About this exercise:
Whenever a line in the listing below holds the string "PathBuf", include it in the count. Say how many such lines there are and nothing more.

Material provided:
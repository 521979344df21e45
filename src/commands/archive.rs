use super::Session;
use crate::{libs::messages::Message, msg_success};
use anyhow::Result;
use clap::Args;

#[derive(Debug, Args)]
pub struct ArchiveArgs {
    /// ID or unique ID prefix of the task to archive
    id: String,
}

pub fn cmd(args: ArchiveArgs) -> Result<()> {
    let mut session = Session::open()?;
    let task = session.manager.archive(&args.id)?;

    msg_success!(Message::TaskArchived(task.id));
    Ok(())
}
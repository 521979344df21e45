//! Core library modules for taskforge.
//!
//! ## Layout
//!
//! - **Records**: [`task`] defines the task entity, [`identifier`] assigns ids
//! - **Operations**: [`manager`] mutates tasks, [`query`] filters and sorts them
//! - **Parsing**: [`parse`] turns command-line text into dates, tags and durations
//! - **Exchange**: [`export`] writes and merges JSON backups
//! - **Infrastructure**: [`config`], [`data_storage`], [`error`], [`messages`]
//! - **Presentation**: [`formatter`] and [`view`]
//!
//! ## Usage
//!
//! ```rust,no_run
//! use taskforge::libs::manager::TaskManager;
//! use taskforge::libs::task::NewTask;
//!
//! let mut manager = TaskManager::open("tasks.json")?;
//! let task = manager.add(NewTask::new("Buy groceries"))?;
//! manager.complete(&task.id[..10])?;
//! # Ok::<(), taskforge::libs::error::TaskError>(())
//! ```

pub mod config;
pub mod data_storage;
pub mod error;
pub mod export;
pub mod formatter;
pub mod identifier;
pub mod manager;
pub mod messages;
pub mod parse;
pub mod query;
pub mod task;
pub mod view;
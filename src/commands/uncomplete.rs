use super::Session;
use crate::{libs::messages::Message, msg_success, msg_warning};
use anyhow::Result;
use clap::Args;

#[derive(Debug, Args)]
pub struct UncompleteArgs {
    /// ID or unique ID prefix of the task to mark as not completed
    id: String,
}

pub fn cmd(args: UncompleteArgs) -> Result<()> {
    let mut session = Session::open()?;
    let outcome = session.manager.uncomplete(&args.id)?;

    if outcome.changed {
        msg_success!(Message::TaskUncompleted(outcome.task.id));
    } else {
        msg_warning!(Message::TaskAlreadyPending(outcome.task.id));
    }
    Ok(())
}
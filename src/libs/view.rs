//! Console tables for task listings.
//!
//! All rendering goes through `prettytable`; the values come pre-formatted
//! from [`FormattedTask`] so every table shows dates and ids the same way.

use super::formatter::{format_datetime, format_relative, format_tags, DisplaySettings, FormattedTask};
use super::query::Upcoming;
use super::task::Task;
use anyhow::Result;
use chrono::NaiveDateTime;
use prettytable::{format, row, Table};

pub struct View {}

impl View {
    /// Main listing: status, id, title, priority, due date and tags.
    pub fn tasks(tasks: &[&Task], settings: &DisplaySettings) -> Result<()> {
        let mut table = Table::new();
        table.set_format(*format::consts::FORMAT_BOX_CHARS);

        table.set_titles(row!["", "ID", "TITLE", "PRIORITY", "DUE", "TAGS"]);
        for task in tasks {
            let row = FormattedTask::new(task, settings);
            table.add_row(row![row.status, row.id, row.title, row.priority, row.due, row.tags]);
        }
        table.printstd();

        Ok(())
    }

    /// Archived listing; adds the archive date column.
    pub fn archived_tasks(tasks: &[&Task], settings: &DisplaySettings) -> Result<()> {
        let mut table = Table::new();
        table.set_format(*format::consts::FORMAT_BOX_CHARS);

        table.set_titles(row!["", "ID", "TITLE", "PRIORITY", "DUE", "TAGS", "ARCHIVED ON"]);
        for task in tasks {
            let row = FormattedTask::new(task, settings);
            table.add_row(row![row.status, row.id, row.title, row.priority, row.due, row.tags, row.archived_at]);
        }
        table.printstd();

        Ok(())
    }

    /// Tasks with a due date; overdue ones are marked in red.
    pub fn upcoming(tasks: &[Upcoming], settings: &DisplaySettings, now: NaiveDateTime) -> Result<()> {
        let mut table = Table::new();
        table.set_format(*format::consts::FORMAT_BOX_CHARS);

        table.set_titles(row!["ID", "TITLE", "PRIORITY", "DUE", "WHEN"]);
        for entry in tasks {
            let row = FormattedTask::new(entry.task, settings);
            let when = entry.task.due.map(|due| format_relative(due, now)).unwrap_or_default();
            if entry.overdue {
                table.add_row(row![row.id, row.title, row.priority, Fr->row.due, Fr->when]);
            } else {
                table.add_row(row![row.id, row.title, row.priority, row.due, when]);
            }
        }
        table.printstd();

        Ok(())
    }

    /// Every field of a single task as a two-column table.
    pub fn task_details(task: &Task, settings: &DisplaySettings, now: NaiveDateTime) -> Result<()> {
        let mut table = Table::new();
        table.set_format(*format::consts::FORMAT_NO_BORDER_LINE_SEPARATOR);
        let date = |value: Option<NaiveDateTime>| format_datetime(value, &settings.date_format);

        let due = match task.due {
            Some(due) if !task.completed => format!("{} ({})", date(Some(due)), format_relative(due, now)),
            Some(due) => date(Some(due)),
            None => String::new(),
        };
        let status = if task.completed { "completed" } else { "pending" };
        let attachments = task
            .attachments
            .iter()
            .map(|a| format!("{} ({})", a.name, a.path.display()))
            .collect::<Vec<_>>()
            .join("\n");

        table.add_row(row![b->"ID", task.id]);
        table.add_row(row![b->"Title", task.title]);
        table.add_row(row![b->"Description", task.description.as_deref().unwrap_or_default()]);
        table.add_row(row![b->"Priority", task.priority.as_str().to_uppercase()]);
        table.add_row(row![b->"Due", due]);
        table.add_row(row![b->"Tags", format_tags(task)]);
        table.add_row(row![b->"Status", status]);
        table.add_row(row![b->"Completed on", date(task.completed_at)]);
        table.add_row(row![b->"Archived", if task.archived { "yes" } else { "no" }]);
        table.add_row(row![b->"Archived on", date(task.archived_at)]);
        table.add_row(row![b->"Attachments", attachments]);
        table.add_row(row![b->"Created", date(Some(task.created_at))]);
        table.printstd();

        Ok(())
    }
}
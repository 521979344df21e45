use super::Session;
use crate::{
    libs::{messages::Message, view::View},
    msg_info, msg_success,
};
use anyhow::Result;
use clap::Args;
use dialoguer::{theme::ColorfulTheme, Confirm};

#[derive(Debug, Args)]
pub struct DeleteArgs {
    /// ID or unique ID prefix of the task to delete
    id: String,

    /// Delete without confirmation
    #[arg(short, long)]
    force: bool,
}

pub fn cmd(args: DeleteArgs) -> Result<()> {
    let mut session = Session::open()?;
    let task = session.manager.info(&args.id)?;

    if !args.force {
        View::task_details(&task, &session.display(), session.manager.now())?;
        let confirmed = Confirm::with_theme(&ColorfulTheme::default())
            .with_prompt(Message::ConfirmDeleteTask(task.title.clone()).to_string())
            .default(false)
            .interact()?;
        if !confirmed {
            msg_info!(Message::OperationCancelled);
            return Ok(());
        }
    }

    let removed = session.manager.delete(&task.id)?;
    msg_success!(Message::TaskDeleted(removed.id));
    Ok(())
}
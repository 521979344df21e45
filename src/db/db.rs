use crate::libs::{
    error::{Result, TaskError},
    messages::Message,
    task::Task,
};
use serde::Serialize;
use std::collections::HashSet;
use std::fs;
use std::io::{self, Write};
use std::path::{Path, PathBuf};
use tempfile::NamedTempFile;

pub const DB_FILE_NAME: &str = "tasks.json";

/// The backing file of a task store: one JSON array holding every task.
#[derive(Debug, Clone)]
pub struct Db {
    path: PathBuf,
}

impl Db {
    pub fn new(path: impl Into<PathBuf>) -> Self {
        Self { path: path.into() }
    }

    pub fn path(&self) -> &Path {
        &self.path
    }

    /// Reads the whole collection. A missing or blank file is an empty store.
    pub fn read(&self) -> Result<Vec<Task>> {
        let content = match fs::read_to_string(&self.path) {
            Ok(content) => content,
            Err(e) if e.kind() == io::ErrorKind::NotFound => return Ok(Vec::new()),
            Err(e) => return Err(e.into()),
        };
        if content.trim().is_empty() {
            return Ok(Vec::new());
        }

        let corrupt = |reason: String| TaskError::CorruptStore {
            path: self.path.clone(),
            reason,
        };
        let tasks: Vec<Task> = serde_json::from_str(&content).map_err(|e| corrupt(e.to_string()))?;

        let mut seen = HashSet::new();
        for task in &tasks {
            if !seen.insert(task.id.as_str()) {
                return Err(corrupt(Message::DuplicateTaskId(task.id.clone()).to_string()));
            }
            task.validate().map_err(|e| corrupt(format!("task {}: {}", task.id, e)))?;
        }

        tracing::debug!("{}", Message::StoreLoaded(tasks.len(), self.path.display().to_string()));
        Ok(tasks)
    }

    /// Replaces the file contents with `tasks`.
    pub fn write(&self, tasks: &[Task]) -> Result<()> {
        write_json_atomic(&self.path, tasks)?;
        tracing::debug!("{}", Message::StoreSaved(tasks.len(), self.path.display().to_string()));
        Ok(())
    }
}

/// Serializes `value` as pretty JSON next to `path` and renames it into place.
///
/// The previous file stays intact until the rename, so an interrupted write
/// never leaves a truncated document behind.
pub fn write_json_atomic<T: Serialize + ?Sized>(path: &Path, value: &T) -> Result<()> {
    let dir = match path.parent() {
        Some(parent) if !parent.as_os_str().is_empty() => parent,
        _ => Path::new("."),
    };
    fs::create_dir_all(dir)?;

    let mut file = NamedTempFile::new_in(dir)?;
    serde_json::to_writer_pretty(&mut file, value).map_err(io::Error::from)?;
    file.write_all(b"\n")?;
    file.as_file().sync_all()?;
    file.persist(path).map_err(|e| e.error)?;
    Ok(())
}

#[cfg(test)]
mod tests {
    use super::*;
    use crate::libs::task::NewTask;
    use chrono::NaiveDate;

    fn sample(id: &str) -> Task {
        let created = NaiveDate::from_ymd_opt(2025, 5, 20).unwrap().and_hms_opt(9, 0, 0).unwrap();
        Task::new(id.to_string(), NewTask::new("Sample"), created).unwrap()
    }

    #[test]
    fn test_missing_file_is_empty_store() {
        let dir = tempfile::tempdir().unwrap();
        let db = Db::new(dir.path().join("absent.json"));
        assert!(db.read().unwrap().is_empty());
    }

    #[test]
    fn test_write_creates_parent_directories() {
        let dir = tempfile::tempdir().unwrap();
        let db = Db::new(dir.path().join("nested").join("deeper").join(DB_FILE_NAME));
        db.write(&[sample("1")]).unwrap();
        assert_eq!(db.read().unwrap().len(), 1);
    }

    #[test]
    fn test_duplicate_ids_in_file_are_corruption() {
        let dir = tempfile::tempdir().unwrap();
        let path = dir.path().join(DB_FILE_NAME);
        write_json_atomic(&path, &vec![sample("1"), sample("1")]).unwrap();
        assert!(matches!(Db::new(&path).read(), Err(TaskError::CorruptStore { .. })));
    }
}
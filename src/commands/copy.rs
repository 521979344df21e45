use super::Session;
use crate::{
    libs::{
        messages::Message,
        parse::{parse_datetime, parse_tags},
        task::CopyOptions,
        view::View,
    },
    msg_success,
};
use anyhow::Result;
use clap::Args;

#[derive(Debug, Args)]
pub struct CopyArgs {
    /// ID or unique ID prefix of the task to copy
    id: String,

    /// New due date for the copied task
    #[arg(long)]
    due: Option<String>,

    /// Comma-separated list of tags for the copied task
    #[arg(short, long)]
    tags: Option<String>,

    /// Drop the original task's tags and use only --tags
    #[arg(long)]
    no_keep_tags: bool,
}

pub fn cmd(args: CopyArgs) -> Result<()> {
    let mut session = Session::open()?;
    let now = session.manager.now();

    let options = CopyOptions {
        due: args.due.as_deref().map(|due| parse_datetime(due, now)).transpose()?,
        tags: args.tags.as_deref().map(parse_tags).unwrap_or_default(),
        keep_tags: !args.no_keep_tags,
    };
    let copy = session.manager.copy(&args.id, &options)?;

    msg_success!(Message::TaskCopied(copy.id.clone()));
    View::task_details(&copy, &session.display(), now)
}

Solution to the problem:
3